Why does this argument matter? Our research finds that if the Supreme Court were to invalidate either the EPA’s authority or the vaccine mandate under this doctrine, it might unravel nearly every major law Congress has passed since World War II. Nearly every one of these laws involves delegating authority to U.S. agencies.


Let’s look at this more closely. The nondelegation doctrine was an approach the Supreme Court sometimes relied on to strike down laws until the 1930s. According to this constitutional doctrine, Congress can delegate powers to government agencies only if it also gives those agencies clear, specific directions about what actions to take. Because legal commentators regularly say the Supreme Court has not used this doctrine to strike down any policies since the 1930s, they usually describe it as “moribund.”

But did it ever exist? Recent research shows, in fact, that the Supreme Court did not often use this doctrine before the 1930s — and that the Founders themselves often delegated authority to executive agencies, indicating they believed delegation was consistent with the Constitution.

Nevertheless, as legal scholar Nicholas Bagley has pointed out, U.S. state and federal courts are increasingly relying on this doctrine to challenge and strike down laws. What’s more, several members of the Supreme Court, led by Justice Neil M. Gorsuch, have signaled that they’re open to striking down laws based on this doctrine. In fact, the court’s majority mentioned concerns about delegation when it struck down the Centers for Disease Control’s eviction moratorium.

Their next opportunity to use it might come with the EPA case or when opponents challenge the Biden administration’s vaccine mandate after regulations are issued, since in both cases some opponents are relying explicitly on the doctrine. Or they could use it when, as expected, they hear Kelley v. Becerra, the latest challenge to the Affordable Care Act, which is making its way through the courts and close observers expect to succeed in the U.S. District Court.

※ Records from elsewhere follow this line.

use async_trait::async_trait;
use tokio::sync::broadcast;

use crate::error::AuthResult;
use crate::identity::Identity;
use crate::session::Session;

/// Session lifecycle notifications.
#[derive(Clone, Debug, PartialEq, Eq)]
pub enum AuthEvent {
    SignedIn { user_id: String, token: String },
    SignedOut { token: String },
    Expired { token: String },
}

impl AuthEvent {
    pub fn token(&self) -> &str {
        match self {
            Self::SignedIn { token, .. } | Self::SignedOut { token } | Self::Expired { token } => {
                token
            }
        }
    }
}

/// Hosted identity service: password sign-in and bearer sessions.
#[async_trait]
pub trait IdentityProvider: Send + Sync {
    async fn sign_in(&self, email: &str, password: &str) -> AuthResult<Session>;

    /// End a session. Unknown tokens are `InvalidToken`.
    async fn sign_out(&self, token: &str) -> AuthResult<()>;

    /// Resolve a bearer token to its user.
    async fn current_user(&self, token: &str) -> AuthResult<Identity>;

    /// Subscribe to session changes.
    fn subscribe(&self) -> broadcast::Receiver<AuthEvent>;
}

So what would a reinvigorated nondelegation doctrine do to the U.S. government? Justice Elena Kagan wrote in her minority opinion in Gundy v. United States that if the Court starts striking down congressional delegations of authority, “then most of Government is unconstitutional.

 

It would mean the end of every major law passed since World War II, folks.  The Voting Rights Act, the Civil Rights Act,  the Fair Housing Act, the Affordable Care Act, nearly 75 years of robust federal action would come to an end.

Red state Americans, us Black and Brown folks out here in Trump country? We would truly be at the mercy of the states.  We'd have no protections at all. We'd be well on our way to permanent fascism, with Jim Crow and second-class status the law of the land for millions who would never be allowed to leave.

And this is where we are headed, and have been for years.